How To Check Purity Of Gold?

A piece of ornament that has a purity of one karat consists of 1 part gold and 23 parts other metals or alloys.

Purity can also be measured in parts per thousand and percentages.

To convert karats to percentages, divide the karat number by 24 and multiply the result by 100.

For example, to figure out the gold percentage in your 20-karat earring, divide 20 by 24, thus obtaining 0.833, or 83.3% gold content (which also gives to 833 parts per thousand).

This is how the most common parts-per-thousand authenticity marks correspond to standard karats:

999 = 24K

917 = 22K

833 = 20K

750 = 18K

583 = 14K

417 = 10K

How To Sell Gold In India

A. Bill or invoice

Whenever you buy any gold jewellery, it’s advisable to keep the bill or invoice, safely.

Genuine buyers/jewellers ask you to represent the bill when you sell gold ornaments.

By presenting the bill while selling gold, you can avoid conflict of interest as the authenticity of the gold is mentioned on the bill. In such cases, jewellers cannot cheat you.

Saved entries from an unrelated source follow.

#[async_trait]
impl Transport for DbusTransport {
    async fn call(
        &self,
        object: &ObjectPath,
        interface: &str,
        method: &str,
        args: Vec<Value>,
    ) -> SecretResult<Vec<Value>> {
        debug!(object = %object, interface, method, "Calling");
        let pending = self.start_call(object, interface, method, &args)?;
        let Replies(values) = pending.await.map_err(|e| map_error(&e))?;
        values
    }

    async fn get_property(
        &self,
        object: &ObjectPath,
        interface: &str,
        name: &str,
    ) -> SecretResult<Value> {
        let reply = self
            .call(
                object,
                PROPERTIES_INTERFACE,
                "Get",
                vec![Value::Str(interface.to_string()), Value::Str(name.to_string())],
            )
            .await?;
        reply
            .into_iter()
            .next()
            .map(Value::unwrap_variant)
            .ok_or_else(|| SecretError::Protocol(format!("property {name} has no value")))
    }

    async fn subscribe(
        &self,
        object: &ObjectPath,
        interface: &str,
        signal: &str,
        handler: SignalHandler,
    ) -> SecretResult<Unsubscribe> {
        let runtime = tokio::runtime::Handle::try_current()
            .map_err(|e| SecretError::Transport(format!("no runtime for signal delivery: {e}")))?;
        let rule = MatchRule::new_signal(interface.to_string(), signal.to_string())
            .with_path(dbus_path(object)?);
        let handler: Arc<dyn Fn(Vec<Value>) + Send + Sync> = Arc::from(handler);

        let token = self
            .conn
            .add_match(rule)
            .await
            .map_err(|e| map_error(&e))?
            .msg_cb(move |msg| {
                match read_all(&mut msg.iter_init()) {
                    Ok(values) => handler(values),
                    Err(e) => warn!(error = %e, "Dropping undecodable signal"),
                }
                true
            })
            .token();
        debug!(object = %object, signal, "Subscribed");

        let conn = Arc::clone(&self.conn);
        Ok(Unsubscribe::new(move || {
            runtime.spawn(async move {
                if let Err(e) = conn.remove_match(token).await {
                    debug!(error = %e, "Failed to remove signal match");
                }
            });
        }))
    }
}

impl std::fmt::Debug for DbusTransport {
    fn fmt(&self, f: &mut std::fmt::Formatter<'_>) -> std::fmt::Result {
        f.debug_struct("DbusTransport")
            .field("service", &self.service)
            .field("timeout", &self.timeout)
            .finish_non_exhaustive()
    }
}

/// A call argument checked for the bus and ready to append
///
/// Byte arrays and strings stay borrowed from the caller's values, so secret
/// payloads go straight into the message without an intermediate copy.
enum Encoded<'a> {
    Bool(bool),
    U64(u64),
    Str(&'a str),
    Path(dbus::Path<'static>),
    Paths(Vec<dbus::Path<'static>>),
    Bytes(&'a [u8]),
    Attributes(&'a BTreeMap<String, String>),
    Properties(Vec<(&'a str, Signature<'static>, Self)>),
    Struct(Vec<Self>),
    Variant(Signature<'static>, Box<Self>),
}

impl<'a> Encoded<'a> {
    fn new(value: &'a Value) -> SecretResult<Self> {
        Ok(match value {
            Value::Bool(b) => Self::Bool(*b),
            Value::U64(n) => Self::U64(*n),
            Value::Str(s) => Self::Str(s.as_str()),
            Value::Path(p) => Self::Path(dbus_path(p)?),
            Value::Paths(paths) => Self::Paths(
                paths
                    .iter()
                    .map(dbus_path)
                    .collect::<SecretResult<Vec<_>>>()?,
            ),
            Value::Bytes(bytes) => Self::Bytes(bytes.as_slice()),
            Value::Attributes(map) => Self::Attributes(map),
            Value::Properties(map) => {
                let mut properties = Vec::with_capacity(map.len());
                for (key, value) in map {
                    let inner = match value {
                        Value::Variant(inner) => Self::new(inner)?,
                        other => Self::new(other)?,
                    };
                    properties.push((key.as_str(), inner.signature()?, inner));
                }
                Self::Properties(properties)
            }
            Value::Struct(fields) => Self::Struct(
                fields
                    .iter()
                    .map(Self::new)
                    .collect::<SecretResult<Vec<_>>>()?,
            ),
            Value::Variant(inner) => {
                let inner = Self::new(inner)?;
                Self::Variant(inner.signature()?, Box::new(inner))
            }
        })
    }

    fn signature(&self) -> SecretResult<Signature<'static>> {
        Signature::new(self.signature_str())
            .map_err(|e| SecretError::Protocol(format!("invalid argument signature: {e}")))
    }

    fn signature_str(&self) -> String {
        match self {
            Self::Bool(_) => "b".to_string(),
            Self::U64(_) => "t".to_string(),
            Self::Str(_) => "s".to_string(),
            Self::Path(_) => "o".to_string(),
            Self::Paths(_) => "ao".to_string(),
            Self::Bytes(_) => "ay".to_string(),
            Self::Attributes(_) => "a{ss}".to_string(),
            Self::Properties(_) => "a{sv}".to_string(),
            Self::Struct(fields) => {
                let inner: String = fields.iter().map(Self::signature_str).collect();
                format!("({inner})")
            }
            Self::Variant(..) => "v".to_string(),
        }
    }

    fn append(&self, ia: &mut IterAppend<'_>) {
        match self {
            Self::Bool(b) => ia.append(*b),
            Self::U64(n) => ia.append(*n),
            Self::Str(s) => ia.append(*s),
            Self::Path(p) => ia.append(p.clone()),
            Self::Paths(paths) => ia.append(&paths[..]),
            Self::Bytes(bytes) => ia.append(*bytes),
            Self::Attributes(map) => {
                let string = Signature::make::<String>();
                ia.append_dict(&string, &string, |dict| {
                    for (key, value) in *map {
                        dict.append_dict_entry(|entry| {
                            entry.append(key.as_str());
                            entry.append(value.as_str());
                        });
                    }
                });
            }
            Self::Properties(properties) => {
                let key = Signature::make::<String>();
                let variant = Signature::make::<Variant<bool>>();
                ia.append_dict(&key, &variant, |dict| {
                    for (name, signature, value) in properties {
                        dict.append_dict_entry(|entry| {
                            entry.append(*name);
                            entry.append_variant(signature, |inner| value.append(inner));
                        });
                    }
                });
            }
            Self::Struct(fields) => ia.append_struct(|fields_ia| {
                for field in fields {
                    field.append(fields_ia);
                }
            }),
            Self::Variant(signature, inner) => {
                ia.append_variant(signature, |inner_ia| inner.append(inner_ia));
            }
        }
    }
}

B. Identify the worth of the gold

Before selling gold it’s advisable to take quotes from different jewellers selling gold at today’s gold price. This can help identify the value of the precious metal. If you know the exact worth of the gold, no jeweller can easily cheat you.

C. Decide the final price

Fixing the final price of gold is one of the most important things to consider before selling gold. The jeweller, who buys used gold, will liquefy the gold and the leftover gold which is pure is used to decide the final price of the yellow metal. This process is carried out at a minimal charge and is deducted from the final costs.

D. Selling the gold

It is always good to sell gold ornaments at the shop where you have made the purchase, as they offer a good gold price today. If you cannot sell your gold at the shop where you have bought it, you must choose the best jewellers as you get a fair price.